The European Union reached an agreement with the pharmaceutical company to purchase 300 million doses worth 336 million euros. But several European countries have recently decided to suspend vaccination of an AstraZeneca batch following several cases of thrombosis.
Austria suspended vaccinations with doses from batch ABV5300 on Sunday after a 49-year-old woman died of a thrombus ten days after receiving the vaccine. Comprising one million doses, the ABV5300 batch has been distributed in 17 European countries, including Spain. Four countries (Estonia, Latvia, Lithuania and Luxembourg) have stopped administering vaccines from this batch, following in the footsteps of the Austrian country.
New European countries have joined this suspension, such as Denmark, Norway and Iceland, while waiting for the European Medicines Agency (EMA) to clarify whether the administration of the drug is related to several cases of thrombosis in patients who had received it in different EU countries.

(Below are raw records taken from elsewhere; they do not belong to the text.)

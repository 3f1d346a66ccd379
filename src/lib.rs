//! devserve - static file server for local development
//!
//! Serves a directory over HTTP/1.1, answers CORS preflight requests, stamps
//! every response with CORS and security headers and logs only non-200
//! responses.

pub mod config;
pub mod error;
pub mod handler;
pub mod http;
pub mod logger;
pub mod server;

pub use error::{Result, ServeError};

For its part, the Spanish Ministry of Health has assured that there have been no adverse events such as the one in Austria. In addition, the EMA, following the problems caused by a batch of AstraZeneca's vaccine and its subsequent cancellation of inoculation in several European countries, has reviewed the cases under an emergency procedure to issue a recommendation in favour of continued administration of the drug.
"The benefits - of AstraZeneca's vaccine - continue to outweigh the risks and it can continue to be administered while the investigation of thromboembolism cases is ongoing," the European Medicines Agency (EMA) said in a statement yesterday.

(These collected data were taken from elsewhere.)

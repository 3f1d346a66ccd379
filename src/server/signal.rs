// Signal handling module
//
// Supported signals:
// - SIGINT:  Graceful shutdown (Ctrl+C)
// - SIGTERM: Graceful shutdown (Unix only)

use crate::logger;

/// Resolve when the process is asked to stop
///
/// A signal that cannot be registered is logged and never fires; the other
/// one still works.
pub async fn shutdown_signal() {
    tokio::select! {
        () = interrupt() => logger::log_warning("SIGINT received, shutting down"),
        () = terminate() => logger::log_warning("SIGTERM received, shutting down"),
    }
}

async fn interrupt() {
    if let Err(e) = tokio::signal::ctrl_c().await {
        logger::log_error(&format!("Failed to register Ctrl+C handler: {e}"));
        std::future::pending::<()>().await;
    }
}

#[cfg(unix)]
async fn terminate() {
    use tokio::signal::unix::{signal, SignalKind};

    match signal(SignalKind::terminate()) {
        Ok(mut sigterm) => {
            sigterm.recv().await;
        }
        Err(e) => {
            logger::log_error(&format!("Failed to register SIGTERM handler: {e}"));
            std::future::pending::<()>().await;
        }
    }
}

#[cfg(not(unix))]
async fn terminate() {
    std::future::pending::<()>().await;
}
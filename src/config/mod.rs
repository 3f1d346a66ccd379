// Configuration module entry point
// Loads the startup configuration and resolves the command-line overrides

mod types;

use std::net::SocketAddr;
use std::path::{Path, PathBuf};

use crate::error::ServeError;
use crate::logger;

// Re-export public types
pub use types::{
    Config, HttpConfig, LoggingConfig, ServerConfig, DEFAULT_HOST, DEFAULT_PORT, DEFAULT_ROOT,
};

/// Config file looked up when `--config` is not given (extension optional)
pub const DEFAULT_CONFIG_FILE: &str = "devserve";

impl Config {
    /// Load configuration from the given file path (without extension)
    ///
    /// Layering, lowest first: built-in defaults, the config file if it
    /// exists, then `DEVSERVE_*` environment variables such as
    /// `DEVSERVE_SERVER__PORT=8080`.
    pub fn load_from(config_path: &str) -> Result<Self, config::ConfigError> {
        let settings = config::Config::builder()
            .set_default("server.host", DEFAULT_HOST)?
            .set_default("server.port", i64::from(DEFAULT_PORT))?
            .set_default("server.root", DEFAULT_ROOT)?
            .set_default("logging.level", types::DEFAULT_LOG_LEVEL)?
            .set_default("logging.access_log_format", types::DEFAULT_ACCESS_LOG_FORMAT)?
            .set_default("http.server_name", types::DEFAULT_SERVER_NAME)?
            .add_source(config::File::with_name(config_path).required(false))
            .add_source(
                config::Environment::with_prefix("DEVSERVE")
                    .prefix_separator("_")
                    .separator("__")
                    .try_parsing(true),
            )
            .build()?;

        settings.try_deserialize()
    }

    pub fn socket_addr(&self) -> Result<SocketAddr, ServeError> {
        format!("{}:{}", self.server.host, self.server.port)
            .parse()
            .map_err(|e| {
                ServeError::Config(config::ConfigError::Message(format!(
                    "Invalid address '{}:{}': {e}",
                    self.server.host, self.server.port
                )))
            })
    }
}

/// Resolve the listening port from the first positional argument
///
/// An argument that is not a valid port is reported and `fallback` is used.
pub fn resolve_port(arg: Option<&str>, fallback: u16) -> u16 {
    let Some(raw) = arg else {
        return fallback;
    };

    match raw.trim().parse::<u16>() {
        Ok(port) => port,
        Err(_) => {
            logger::log_warning(&format!("Invalid port number: {raw}"));
            logger::log_warning(&format!("Using default port: {fallback}"));
            fallback
        }
    }
}

/// Resolve the serving root from the second positional argument or the
/// configured root
///
/// The directory must exist; the returned path is canonical so every request
/// is resolved against the same absolute root.
pub fn resolve_root(arg: Option<&Path>, configured: &str) -> Result<PathBuf, ServeError> {
    let candidate = arg.map_or_else(|| PathBuf::from(configured), Path::to_path_buf);

    if !candidate.exists() {
        return Err(ServeError::RootNotFound(candidate));
    }

    candidate
        .canonicalize()
        .map_err(|_| ServeError::RootNotFound(candidate))
}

"The number of episodes of thromboembolism in vaccinated persons is not higher than the number observed in the general population," the EMA said in the statement. "Up to 10 March 2021, 30 cases of thromboembolism episodes have been reported among the approximately 5 million people vaccinated with AstraZeneca in the European Economic Area."
This is not the first time that the effectiveness of AstraZeneca's vaccine has been called into question. Earlier this year the European Commission and the pharmaceutical company clashed after AstraZeneca reneged on its contract to deliver the agreed doses to all 27 countries in the first quarter of the year. In response, several European countries, including Spain, vetoed the use of this vaccine in the population over 65 years of age, based on the lack of scientific evidence to support its efficacy in this age group.